Bowe and the Veskanda finished second in the 1987 ASCC after reliability troubles and following the season the car was parked as Bowe was moving full time into Touring Car Racing in 1988
Bowe teamed with his Touring Car boss Dick Johnson in the Veskanda in the Sandown 360 in November 1988 which was part of that years World Sports-Prototype Championship. After qualifying 8th the pair finished 87 of the winners 93 laps. Unfortunately the car was disqualified for using more fuel than the rules allowed.
[edit] Touring Cars
In 1985 Bowe joined the Mark Petch backed Volvo 240 Turbo team during the 1985 Australian Endurance Championship, co-driving alongside New Zealander Robbie Francevic at the Sandown Castrol 500 and the James Hardie 1000. While the Volvo was fast, qualifying fifth fastest at Bathurst, it was fragile and did not record a significant finish. Interestingly, Bowe was quicker in the car than Francevic at Bathurst, qualifying the car in third spot for Hardies Hero's but it was lead driver Francevic who set the time in the top ten run-off. During the 1986 Australian Touring Car Championship the new factory-supported Volvo Dealer Racing replaced the Mark Petch outfit and expanded to a second car and Bowe joined Francevic in the team full time for the series fourth round.
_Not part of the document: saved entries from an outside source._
use std::sync::atomic::{AtomicBool, Ordering};
use std::sync::{Arc, Mutex, MutexGuard};

use tracing::debug;

use crate::profiler::session::types::ExportNames;

#[derive(Debug, Default)]
struct Shared {
    snapshot: AtomicBool,
    shutdown: AtomicBool,
    names: Mutex<ExportNames>,
}

/// Cloneable trigger side of a session.
///
/// Every clone talks to the same controller, so it can be handed to a console reader, a
/// signal handler or a UI thread.
#[derive(Debug, Clone, Default)]
pub struct ControlHandle {
    shared: Arc<Shared>,
}

impl ControlHandle {
    pub fn new() -> Self {
        Self::default()
    }

    pub fn with_names(names: ExportNames) -> Self {
        let handle = Self::default();
        *handle.names() = names;
        handle
    }

    fn names(&self) -> MutexGuard<'_, ExportNames> {
        // Names are plain strings, a panic elsewhere cannot leave them half-written
        self.shared
            .names
            .lock()
            .unwrap_or_else(|poisoned| poisoned.into_inner())
    }

    /// Asks for a snapshot at the end of the current preview frame. Repeated calls before
    /// the snapshot runs collapse into one.
    pub fn request_snapshot(&self) {
        if !self.shared.snapshot.swap(true, Ordering::SeqCst) {
            debug!("Snapshot requested");
        }
    }

    pub fn snapshot_requested(&self) -> bool {
        self.shared.snapshot.load(Ordering::SeqCst)
    }

    pub(crate) fn clear_snapshot(&self) {
        self.shared.snapshot.store(false, Ordering::SeqCst);
    }

    /// Ends the session after the current frame or snapshot.
    pub fn request_shutdown(&self) {
        if !self.shared.shutdown.swap(true, Ordering::SeqCst) {
            debug!("Shutdown requested");
        }
    }

    pub fn shutdown_requested(&self) -> bool {
        self.shared.shutdown.load(Ordering::SeqCst)
    }

    pub fn set_picture_name(&self, name: impl Into<String>) {
        self.names().picture = name.into();
    }

    pub fn set_matrix_name(&self, name: impl Into<String>) {
        self.names().matrix = name.into();
    }

    /// The names as they are right now; a snapshot reads them once when it starts.
    pub fn export_names(&self) -> ExportNames {
        self.names().clone()
    }

    pub fn should_pause_preview(&self) -> bool {
        self.snapshot_requested() || self.shutdown_requested()
    }
}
Francevic went on the win the championship, with Bowe taking eighth place in the series including a pair of third places at Calder Park and Oran Park. Also in 1986 Bowe raced the Veskanda-Chevrolet Sports car owned by Bernie van Elsen and used it to dominate the Australian Sports Car Championship, along the way setting outright lap records at various tracks around the country.
Bowe was became the lead driver of the Volvo team after Francevic parted company with the team shortly after the 1986 Castrol 500, but once again the Volvo proved fragile and unable to effectively threaten for the 1986 endurance races. The team disbanded at the end of the season leaving Bowe without a drive for the 1987 season. He was picked up by the Peter Jackson Nissan Racing team for the 1987 endurance season as a co-driver for young sensation Glenn Seton. The pair finished fourth at Bathurst in the Nissan Skyline RS DR30 and was later promoted to second after the disqualification of the Texaco Eggenberger Ford team.
For the 1988 season Dick Johnson Racing hired Bowe, replacing Gregg Hansford as the teams number two driver in their fast Ford Sierra RS500s. The team had re-engineered the cars after an embarrassing 1987 endurance season. Bowe won his third race for the team at Winton and would go on to win again at Amaroo Park, finishing second in the championship behind Dick Johnson. The pair salvaged a runner up position at Bathurst in the team's third entry after their two primary cars failed during the race. The team also visited the British Tourist Trophy at Silverstone in 1988, taking pole position and smashing their opposition until the car failed.
1989 would prove to be more of the same, again finishing runner up to Johnson after taking victories at Amaroo Park and Wanneroo. The 1989 Tooheys 1000 at Bathurst was a triumph for Bowe and Johnson, seeing off all challengers on their way to victory.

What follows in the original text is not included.